══ Provided information ══
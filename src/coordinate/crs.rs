//! Coordinate Reference System handling
//!
//! Rasters identify their CRS by EPSG code. This module turns codes into
//! proj definitions for reprojection and into ESRI WKT for `.prj` files.

use std::collections::HashMap;
use std::fmt;

use lazy_static::lazy_static;
use regex::Regex;

use crate::errors::{TreeKitError, TreeKitResult};

lazy_static! {
    /// Accepts "EPSG:32632", "epsg:32632" or a bare "32632"
    static ref EPSG_PATTERN: Regex = Regex::new(r"^(?i:epsg:)?\s*(\d{4,6})$")
        .expect("EPSG pattern is a valid regex");

    /// Proj definitions for common national grids not covered by the enum
    static ref EXTRA_PROJ_DEFINITIONS: HashMap<u32, &'static str> = {
        let mut m = HashMap::new();
        m.insert(4258, "+proj=longlat +ellps=GRS80 +towgs84=0,0,0,0,0,0,0 +no_defs");
        m.insert(2154, "+proj=lcc +lat_0=46.5 +lon_0=3 +lat_1=49 +lat_2=44 +x_0=700000 +y_0=6600000 +ellps=GRS80 +towgs84=0,0,0,0,0,0,0 +units=m +no_defs");
        m.insert(3035, "+proj=laea +lat_0=52 +lon_0=10 +x_0=4321000 +y_0=3210000 +ellps=GRS80 +towgs84=0,0,0,0,0,0,0 +units=m +no_defs");
        m.insert(27700, "+proj=tmerc +lat_0=49 +lon_0=-2 +k=0.9996012717 +x_0=400000 +y_0=-100000 +ellps=airy +towgs84=446.448,-125.157,542.06,0.15,0.247,0.842,-20.489 +units=m +no_defs");
        m.insert(28992, "+proj=sterea +lat_0=52.15616055555555 +lon_0=5.38763888888889 +k=0.9999079 +x_0=155000 +y_0=463000 +ellps=bessel +towgs84=565.417,50.3319,465.552,-0.398957,0.343988,-1.8774,4.0725 +units=m +no_defs");
        m
    };
}

const WGS84_GEOGCS: &str = "GEOGCS[\"GCS_WGS_1984\",DATUM[\"D_WGS_1984\",SPHEROID[\"WGS_1984\",6378137.0,298.257223563]],PRIMEM[\"Greenwich\",0.0],UNIT[\"Degree\",0.0174532925199433]]";
const ETRS89_GEOGCS: &str = "GEOGCS[\"GCS_ETRS_1989\",DATUM[\"D_ETRS_1989\",SPHEROID[\"GRS_1980\",6378137.0,298.257222101]],PRIMEM[\"Greenwich\",0.0],UNIT[\"Degree\",0.0174532925199433]]";

/// Identifier for the coordinate systems this crate understands
#[derive(Debug, Clone, Copy, PartialEq, Eq, Hash)]
pub enum CoordinateSystem {
    /// WGS 84 (EPSG:4326)
    WGS84,
    /// Web Mercator (EPSG:3857)
    WebMercator,
    /// WGS 84 / UTM zone (EPSG:326xx north, 327xx south)
    UTM(u8, bool),
    /// ETRS89 / UTM zone (EPSG:258xx, northern hemisphere only)
    EtrsUTM(u8),
    /// Other EPSG code
    Other(u32),
}

impl CoordinateSystem {
    /// Create a coordinate system from an EPSG code
    pub fn from_epsg(epsg: u32) -> Self {
        match epsg {
            4326 => CoordinateSystem::WGS84,
            3857 | 900913 => CoordinateSystem::WebMercator,
            32601..=32660 => CoordinateSystem::UTM((epsg - 32600) as u8, true),
            32701..=32760 => CoordinateSystem::UTM((epsg - 32700) as u8, false),
            25828..=25838 => CoordinateSystem::EtrsUTM((epsg - 25800) as u8),
            _ => CoordinateSystem::Other(epsg),
        }
    }

    /// Parse a coordinate system from a string such as "EPSG:4326"
    pub fn from_string(crs_str: &str) -> TreeKitResult<Self> {
        let trimmed = crs_str.trim();
        let captures = EPSG_PATTERN.captures(trimmed)
            .ok_or_else(|| TreeKitError::Config(format!("Unsupported CRS format: {}", trimmed)))?;

        captures[1].parse::<u32>()
            .map(Self::from_epsg)
            .map_err(|_| TreeKitError::Config(format!("Invalid EPSG code: {}", trimmed)))
    }

    /// Get the EPSG code for this coordinate system
    pub fn epsg_code(&self) -> u32 {
        match self {
            CoordinateSystem::WGS84 => 4326,
            CoordinateSystem::WebMercator => 3857,
            CoordinateSystem::UTM(zone, true) => 32600 + *zone as u32,
            CoordinateSystem::UTM(zone, false) => 32700 + *zone as u32,
            CoordinateSystem::EtrsUTM(zone) => 25800 + *zone as u32,
            CoordinateSystem::Other(code) => *code,
        }
    }

    /// Whether coordinates are longitude/latitude degrees
    pub fn is_geographic(&self) -> bool {
        matches!(self, CoordinateSystem::WGS84 | CoordinateSystem::Other(4258))
    }

    /// Proj definition string, if this system can be reprojected
    pub fn proj_string(&self) -> Option<String> {
        match self {
            CoordinateSystem::WGS84 => Some("+proj=longlat +datum=WGS84 +no_defs".to_string()),
            CoordinateSystem::WebMercator => Some(
                "+proj=merc +a=6378137 +b=6378137 +lat_ts=0 +lon_0=0 +x_0=0 +y_0=0 +k=1 +units=m +nadgrids=@null +no_defs".to_string()),
            CoordinateSystem::UTM(zone, north) => Some(format!(
                "+proj=utm +zone={}{} +datum=WGS84 +units=m +no_defs",
                zone, if *north { "" } else { " +south" })),
            CoordinateSystem::EtrsUTM(zone) => Some(format!(
                "+proj=utm +zone={} +ellps=GRS80 +towgs84=0,0,0,0,0,0,0 +units=m +no_defs", zone)),
            CoordinateSystem::Other(code) => EXTRA_PROJ_DEFINITIONS.get(code).map(|s| s.to_string()),
        }
    }

    /// ESRI-flavoured WKT, the dialect `.prj` files use
    ///
    /// Returns `None` for systems without a built-in definition.
    pub fn esri_wkt(&self) -> Option<String> {
        match self {
            CoordinateSystem::WGS84 => Some(WGS84_GEOGCS.to_string()),
            CoordinateSystem::WebMercator => Some(format!(
                "PROJCS[\"WGS_1984_Web_Mercator_Auxiliary_Sphere\",{},PROJECTION[\"Mercator_Auxiliary_Sphere\"],\
                 PARAMETER[\"False_Easting\",0.0],PARAMETER[\"False_Northing\",0.0],\
                 PARAMETER[\"Central_Meridian\",0.0],PARAMETER[\"Standard_Parallel_1\",0.0],\
                 PARAMETER[\"Auxiliary_Sphere_Type\",0.0],UNIT[\"Meter\",1.0]]",
                WGS84_GEOGCS)),
            CoordinateSystem::UTM(zone, north) => Some(Self::utm_wkt(
                &format!("WGS_1984_UTM_Zone_{}{}", zone, if *north { "N" } else { "S" }),
                WGS84_GEOGCS, *zone, *north)),
            CoordinateSystem::EtrsUTM(zone) => Some(Self::utm_wkt(
                &format!("ETRS_1989_UTM_Zone_{}N", zone), ETRS89_GEOGCS, *zone, true)),
            CoordinateSystem::Other(_) => None,
        }
    }

    fn utm_wkt(name: &str, geogcs: &str, zone: u8, north: bool) -> String {
        let central_meridian = zone as f64 * 6.0 - 183.0;
        let false_northing = if north { 0.0 } else { 10_000_000.0 };
        format!(
            "PROJCS[\"{}\",{},PROJECTION[\"Transverse_Mercator\"],\
             PARAMETER[\"False_Easting\",500000.0],PARAMETER[\"False_Northing\",{:.1}],\
             PARAMETER[\"Central_Meridian\",{:.1}],PARAMETER[\"Scale_Factor\",0.9996],\
             PARAMETER[\"Latitude_Of_Origin\",0.0],UNIT[\"Meter\",1.0]]",
            name, geogcs, false_northing, central_meridian)
    }

    /// Get a description of this coordinate system
    pub fn description(&self) -> String {
        match self {
            CoordinateSystem::WGS84 => "WGS 84 (EPSG:4326)".to_string(),
            CoordinateSystem::WebMercator => "Web Mercator (EPSG:3857)".to_string(),
            CoordinateSystem::UTM(zone, north) => format!(
                "WGS 84 / UTM Zone {}{} (EPSG:{})", zone, if *north { "N" } else { "S" }, self.epsg_code()),
            CoordinateSystem::EtrsUTM(zone) => format!(
                "ETRS89 / UTM Zone {}N (EPSG:{})", zone, self.epsg_code()),
            CoordinateSystem::Other(code) => format!("EPSG:{}", code),
        }
    }
}

impl fmt::Display for CoordinateSystem {
    fn fmt(&self, f: &mut fmt::Formatter<'_>) -> fmt::Result {
        write!(f, "{}", self.description())
    }
}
═══
Task directions: Lines after the one containing "static ref EPSG_PATTERN: Regex" are not wanted; repeat exactly each line above from the first up to and including it.

Output for this exercise:
filename src/coordinate/crs.rs
//! Coordinate Reference System handling
//!
//! Rasters identify their CRS by EPSG code. This module turns codes into
//! proj definitions for reprojection and into ESRI WKT for `.prj` files.

use std::collections::HashMap;
use std::fmt;

use lazy_static::lazy_static;
use regex::Regex;

use crate::errors::{TreeKitError, TreeKitResult};

lazy_static! {
    /// Accepts "EPSG:32632", "epsg:32632" or a bare "32632"
    static ref EPSG_PATTERN: Regex = Regex::new(r"^(?i:epsg:)?\s*(\d{4,6})$")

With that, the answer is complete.